Prezydent Trump nałożył nowe cła na dwadzieścia krajów afrykańskich
Wina i cytrusy z Republiki Południowej Afryki eksportowane do Stanów Zjednoczonych zostały objęte 30-proc. cłem, podobnie jak ropa naftowa i minerały z Libii i produkty z Algierii. Prezydent Donald Trump nałożył nowe cła na dwadzieścia krajów afrykańskich, które mają wejść w życie za siedem dni. Najwyższą stawkę dla trzech krajów ustanowił na poziomie 30 proc., a dla produktów z pozostałych 17 przyjął 15 proc.
RPA jeszcze w środę wieczorem liczyła, że uniknie wysokich stawek celnych i w ostatniej chwili zaoferowała Stanom Zjednoczonym kolejną propozycję handlową powiązaną ze zobowiązaniem do miliardowych inwestycji w USA. Jednak osobista niechęć, często artykułowana publicznie przez Trumpa, do polityki prowadzonej przez rząd prezydenta Cyrila Ramaphosy zdecydowała o pozostawieniu zapowiadanej w kwietniu 30-proc. stawki na południowoafrykańskie towary.
Upiekło się Mauritiusowi, który do Stanów Zjednoczonych eksportuje głównie cukier trzcinowy, tekstylia i żywe małpy makaki wykorzystywane w badaniach w USA. Nie tylko obrońcy zwierząt liczyli, że Trump utrzyma co najmniej na makaki zapowiadane w kwietniu 40-proc. cło.
Niewielkie naczelne, które rozmnożyły się na Mauritiusie w ciągu minionej dekady stały się cennym źródłem dochodu dla tej niewielkiej afrykańskiej wyspy na Oceanie Indyjskim. Laboratoria amerykańskie płacą za osobnika nawet 20 tys. dolarów.

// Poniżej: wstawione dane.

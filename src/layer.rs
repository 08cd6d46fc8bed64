//! The host-facing wind layer.
//!
//! [`WindLayer`] ties the GPU stages together and exposes the operations a
//! map host needs: attach/detach, configuration setters, viewport
//! notifications, and one call per display refresh.
//!
//! # Frame sequence
//!
//! Each [`WindLayer::encode_frame`] records, in order:
//!
//! 1. advection from the current state into the next, then a swap
//! 2. trail fade of `screen` into `temp`
//! 3. particles drawn onto `temp`
//! 4. `temp` copied into `screen`
//! 5. `screen` blended onto the host's output view
//!
//! Configuration set between frames is snapshotted at the start of the next
//! frame. Viewport notifications take effect immediately.
//!
//! ```ignore
//! let gpu = GpuContext::new_headless()?;
//! let mut layer = WindLayer::attach(&gpu, format, field, RenderConfig::new(), viewport)?;
//! layer.set_fade_opacity(0.97);
//! while layer.render_frame(&output_view) == TickStatus::Continue {
//!     // present, wait for the next refresh
//! }
//! ```

use std::sync::Arc;

use glam::Vec2;
use rand::rngs::SmallRng;
use rand::SeedableRng;

use crate::advection::{seed_positions, AdvectionParams};
use crate::config::{ColorMode, RenderConfig};
use crate::error::{ConfigError, GpuError, LayerError, ViewportError};
use crate::field::VectorField;
use crate::gpu::{
    AdvectionStage, DrawFrame, GpuContext, ParticleRenderStage, ParticleStateStore, RenderContext,
    TrailCompositor, TrailImage, VectorFieldTexture,
};
use crate::projection::ProjectionMatrix;
use crate::scheduler::FrameScheduler;
use crate::viewport::{Viewport, ViewportChange};

/// Whether the host should schedule another frame.
#[derive(Clone, Copy, Debug, PartialEq, Eq)]
pub enum TickStatus {
    /// A frame was encoded; request the next one.
    Continue,
    /// The layer is detached; stop scheduling.
    Stopped,
}

/// Every GPU object owned by an attached layer.
struct LayerResources {
    ctx: RenderContext,
    field: VectorFieldTexture,
    state: ParticleStateStore,
    advection: AdvectionStage,
    particles: ParticleRenderStage,
    trails: TrailCompositor,
}

impl LayerResources {
    fn rebind(&mut self, device: &wgpu::Device) {
        self.advection.rebind(device, &self.ctx, &self.state, &self.field);
        self.particles.rebind(device, &self.ctx, &self.state, &self.field);
    }
}

/// Animated wind particles with fading trails over a host map.
pub struct WindLayer {
    device: Arc<wgpu::Device>,
    queue: Arc<wgpu::Queue>,
    scheduler: FrameScheduler,
    /// Settings changed by setters since the last frame.
    pending: RenderConfig,
    /// Settings the last frame ran with.
    active: RenderConfig,
    reseed_requested: bool,
    field: VectorField,
    /// Latest viewport, moving or settled.
    viewport: Viewport,
    /// Viewport of the last settled change.
    settled: Viewport,
    projection: ProjectionMatrix,
    seeder: SmallRng,
    resources: Option<LayerResources>,
}

impl WindLayer {
    /// Allocate GPU resources, seed particles, and start the frame loop.
    ///
    /// Fails if the adapter lacks float texture support, a program fails to
    /// build, or the field or viewport is degenerate. Nothing is rendered in
    /// that case.
    pub fn attach(
        gpu: &GpuContext,
        output_format: wgpu::TextureFormat,
        field: VectorField,
        config: RenderConfig,
        viewport: Viewport,
    ) -> Result<Self, LayerError> {
        Self::attach_with_seed(gpu, output_format, field, config, viewport, None)
    }

    /// Like [`attach`](Self::attach), with every random draw derived from
    /// `seed` when given.
    pub fn attach_with_seed(
        gpu: &GpuContext,
        output_format: wgpu::TextureFormat,
        field: VectorField,
        config: RenderConfig,
        viewport: Viewport,
        seed: Option<u64>,
    ) -> Result<Self, LayerError> {
        gpu.check_float_support()?;
        field.validate()?;
        let projection =
            ProjectionMatrix::from_viewport(&viewport).ok_or(ViewportError::DegenerateBounds)?;

        let device = gpu.device.clone();
        let queue = gpu.queue.clone();
        let (mut scheduler, mut seeder) = match seed {
            Some(seed) => (
                FrameScheduler::with_seed(seed),
                SmallRng::seed_from_u64(seed.wrapping_add(1)),
            ),
            None => (FrameScheduler::new(), SmallRng::from_entropy()),
        };

        let ctx = RenderContext::new(&device, output_format)?;
        let field_texture = VectorFieldTexture::new(&device, &queue, &field)?;

        let resolution = config.state_resolution();
        let count = ParticleStateStore::checked_texel_count(&device, resolution)?;
        let positions = seed_positions(&mut seeder, &field.bounds(), count);
        let state = ParticleStateStore::new(&device, &queue, resolution, &positions)?;

        let advection = AdvectionStage::new(&device, &ctx, &state, &field_texture);
        let particles = ParticleRenderStage::new(&device, &ctx, &state, &field_texture);
        let (width, height) = viewport.size();
        let trails = TrailCompositor::new(&device, &ctx, width, height, config.fade_opacity)?;
        trails.clear(&device, &queue);

        scheduler.attach();
        log::info!(
            "Wind layer attached: {}x{} field (max speed {:.1}), {} particles, {}x{} viewport",
            field.width(),
            field.height(),
            field.max_speed(),
            state.texel_count(),
            width,
            height
        );

        Ok(Self {
            device,
            queue,
            scheduler,
            pending: config.clone(),
            active: config,
            reseed_requested: false,
            field,
            viewport,
            settled: viewport,
            projection,
            seeder,
            resources: Some(LayerResources {
                ctx,
                field: field_texture,
                state,
                advection,
                particles,
                trails,
            }),
        })
    }

    /// Stop the frame loop and release every GPU resource.
    pub fn detach(&mut self) {
        self.scheduler.detach();
        if self.resources.take().is_some() {
            log::info!("Wind layer detached");
        }
    }

    pub fn is_active(&self) -> bool {
        self.scheduler.is_active()
    }

    // ========== Configuration ==========

    /// Change the particle count. Particles are reseeded next frame, even if
    /// the count is unchanged.
    pub fn set_particle_count(&mut self, count: u32) -> Result<(), ConfigError> {
        self.pending.set_particle_count(count)?;
        self.reseed_requested = true;
        Ok(())
    }

    pub fn set_speed_factor(&mut self, factor: f32) {
        self.pending.set_speed_factor(factor);
    }

    pub fn set_drop_rate(&mut self, rate: f32) {
        self.pending.set_drop_rate(rate);
    }

    pub fn set_fade_opacity(&mut self, opacity: f32) {
        self.pending.set_fade_opacity(opacity);
    }

    pub fn set_particle_size(&mut self, size: f32) {
        self.pending.set_particle_size(size);
    }

    pub fn set_color(&mut self, color: ColorMode) {
        self.pending.set_color(color);
    }

    /// Replace the wind field. Particles are reseeded inside the new bounds
    /// and the trails cleared.
    pub fn set_field(&mut self, field: VectorField) -> Result<(), LayerError> {
        field.validate()?;
        if let Some(res) = self.resources.as_mut() {
            res.field = VectorFieldTexture::new(&self.device, &self.queue, &field)?;
            res.rebind(&self.device);

            let positions = seed_positions(
                &mut self.seeder,
                &field.bounds(),
                res.state.texel_count() as usize,
            );
            res.state.upload(&self.queue, &positions);
            res.trails.clear(&self.device, &self.queue);
        }
        log::debug!(
            "Replaced wind field with {}x{} grid, max speed {:.1}",
            field.width(),
            field.height(),
            field.max_speed()
        );
        self.field = field;
        Ok(())
    }

    // ========== Viewport ==========

    /// Continuous pan/zoom in progress: recompute the projection only.
    pub fn on_viewport_moving(&mut self, viewport: Viewport) {
        self.update_projection(&viewport);
        self.viewport = viewport;
    }

    /// Pan, zoom, or resize settled.
    ///
    /// Recomputes the projection, recreates the trail images if the pixel
    /// size changed, and clears them, all before the next frame.
    ///
    /// If the trail images cannot be recreated at the new size, the old
    /// ones are cleared, the previous viewport is kept, and the error is
    /// returned.
    pub fn on_viewport_change(&mut self, viewport: Viewport) -> Result<ViewportChange, LayerError> {
        let change = viewport.change_from(&self.settled);

        if let Some(res) = self.resources.as_mut() {
            let (width, height) = viewport.size();
            let resized = res.trails.size() != (width, height);
            if resized {
                if let Err(e) = res.trails.resize(&self.device, &res.ctx, width, height) {
                    log::warn!("Cannot resize trails to {}x{}: {}", width, height, e);
                    res.trails.clear(&self.device, &self.queue);
                    return Err(e.into());
                }
            }
            if resized || change != ViewportChange::Unchanged {
                res.trails.clear(&self.device, &self.queue);
            }
        }
        self.update_projection(&viewport);
        self.viewport = viewport;
        self.settled = viewport;
        log::debug!("Viewport {:?}: {}x{}", change, viewport.pixel_width, viewport.pixel_height);
        Ok(change)
    }

    fn update_projection(&mut self, viewport: &Viewport) {
        match ProjectionMatrix::from_viewport(viewport) {
            Some(projection) => self.projection = projection,
            None => log::warn!("Degenerate viewport projection, keeping the previous one"),
        }
    }

    // ========== Frames ==========

    /// Record one frame into `encoder`, composited onto `output`.
    ///
    /// Uniforms are written through the queue, so submit each frame's
    /// encoder before encoding the next.
    pub fn encode_frame(&mut self, encoder: &mut wgpu::CommandEncoder, output: &wgpu::TextureView) -> TickStatus {
        let Some(tick) = self.scheduler.begin_tick() else {
            return TickStatus::Stopped;
        };
        let Some(res) = self.resources.as_mut() else {
            return TickStatus::Stopped;
        };

        let mut config = self.pending.clone();
        if self.reseed_requested {
            self.reseed_requested = false;
            let bounds = self.field.bounds();
            let resolution = config.state_resolution();
            if let Err(e) = reseed(&self.device, &self.queue, res, &mut self.seeder, &bounds, resolution) {
                log::error!("Failed to reallocate particles: {}", e);
                config.particle_count = self.active.particle_count;
                self.pending.particle_count = self.active.particle_count;
            }
        }
        self.active = config;
        let config = &self.active;

        let bounds = self.field.bounds();
        let field_size = res.field.size();
        let state_resolution = res.state.resolution();

        res.advection.update(
            &self.queue,
            &AdvectionParams {
                bounds,
                speed_factor: config.step_factor(),
                drop_rate: config.drop_rate,
                seed: tick.seed,
            },
            field_size,
            state_resolution,
        );
        res.particles.update(
            &self.queue,
            &DrawFrame {
                projection: &self.projection,
                config,
                bounds: &bounds,
                field_size,
                viewport_size: res.trails.size(),
                state_resolution,
            },
        );
        res.trails.set_fade_opacity(&self.queue, config.fade_opacity);

        res.advection.encode(encoder, &res.ctx, &res.state);
        res.state.swap();

        res.trails.encode_fade(encoder, &res.ctx);
        res.particles.encode(encoder, &res.ctx, &res.state, res.trails.temp_view());
        res.trails.encode_copy(encoder, &res.ctx);
        res.trails.encode_present(encoder, &res.ctx, output);

        TickStatus::Continue
    }

    /// Encode and submit one frame.
    pub fn render_frame(&mut self, output: &wgpu::TextureView) -> TickStatus {
        let mut encoder = self.device.create_command_encoder(&wgpu::CommandEncoderDescriptor {
            label: Some("Wind Layer Frame Encoder"),
        });
        let status = self.encode_frame(&mut encoder, output);
        if status == TickStatus::Continue {
            self.queue.submit(std::iter::once(encoder.finish()));
        }
        status
    }

    // ========== Inspection ==========

    /// The composited trail image, for hosts that draw it themselves.
    pub fn screen_view(&self) -> Option<&wgpu::TextureView> {
        self.resources.as_ref().map(|res| res.trails.screen_view())
    }

    /// Read the composited trail image back.
    pub fn read_screen(&self) -> Result<image::RgbaImage, LayerError> {
        self.read_trail(TrailImage::Screen)
    }

    /// Read either trail image back.
    pub fn read_trail(&self, which: TrailImage) -> Result<image::RgbaImage, LayerError> {
        let res = self.resources.as_ref().ok_or(LayerError::Detached)?;
        Ok(res.trails.read_image(&self.device, &self.queue, which)?)
    }

    /// Read the current particle positions back.
    pub fn read_positions(&self) -> Result<Vec<Vec2>, LayerError> {
        let res = self.resources.as_ref().ok_or(LayerError::Detached)?;
        Ok(res.state.read_positions(&self.device, &self.queue)?)
    }

    /// Side length of the particle state textures, 0 once detached.
    pub fn state_resolution(&self) -> u32 {
        self.resources.as_ref().map_or(0, |res| res.state.resolution())
    }

    /// Number of simulated particles, 0 once detached.
    pub fn particle_count(&self) -> u32 {
        self.resources.as_ref().map_or(0, |res| res.state.texel_count())
    }

    /// Settings as they will apply on the next frame.
    pub fn config(&self) -> &RenderConfig {
        &self.pending
    }

    pub fn viewport(&self) -> &Viewport {
        &self.viewport
    }

    pub fn projection(&self) -> &ProjectionMatrix {
        &self.projection
    }

    pub fn field(&self) -> &VectorField {
        &self.field
    }

    /// Frames rendered since attach.
    pub fn frame(&self) -> u64 {
        self.scheduler.frame()
    }
}

/// Fresh positions for every particle, reallocating when the resolution
/// changes.
fn reseed(
    device: &wgpu::Device,
    queue: &wgpu::Queue,
    res: &mut LayerResources,
    seeder: &mut SmallRng,
    bounds: &crate::field::GeoBounds,
    resolution: u32,
) -> Result<(), GpuError> {
    let count = ParticleStateStore::checked_texel_count(device, resolution)?;
    let positions = seed_positions(seeder, bounds, count);
    if resolution == res.state.resolution() {
        res.state.upload(queue, &positions);
    } else {
        res.state = ParticleStateStore::new(device, queue, resolution, &positions)?;
        res.rebind(device);
    }
    log::debug!("Reseeded {} particles", positions.len());
    Ok(())
}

A według oficjalnych danych Mauritiusu kraj ten dostarczył 60 proc. naczelnych potrzebnych do amerykańskich badań farmaceutycznych w 2023 r., a w ubiegłym wysłał do USA 13 484 małpy.
Odetchnęło również Lesotho, o którym prezydent USA przyznał, że niewiele wie, ale którego koszulki polo i jeansy wysyłane do Stanów Zjednoczonych planował objąć 50-proc. cłem. Skończyło się na 15- proc. taryfie, co oznacza, że prawdopodobnie afrykańskie królestwo odwoła wkrótce stan klęski wprowadzony na początku lipcu na wieść o potencjalnym gigantycznym obciążeniu jego produktów.
Nie ma wśród dwudziestu afrykańskich krajów objętych nowymi stawkami celnymi Liberii, która od lipcowej wizyty prezydenta Josepha Boakaia w Waszyngtonie stała się ewidentnie uprzywilejowanym przez USA krajem. Biały Dom nie tylko nie nałożył na jej produkty nowych obciążeń celnych, ale również usunął ją – zapewne tylko tymczasowo - z listy krajów, które wkrótce mogą zostać objęte ograniczeniami w podróżowaniu do USA. Stało się tak, mimo że Liberia ma największy na świecie wskaźnik odrzucanych wniosków wizowych, sięgający 80 proc., i olbrzymią liczbę osób, które USA odwiedzają i już tam zostają, nielegalnie.
Na liście nie ma też żadnego z pozostałych czterech krajów, których przywódców prezydent Trump zaprosił w lipcu do Białego Domu, a które obiecały mu dostęp do swoich zasobów, czyli oprócz Liberii - Gabonu, Gwinei Bissau, Mauretanii i Senegalu.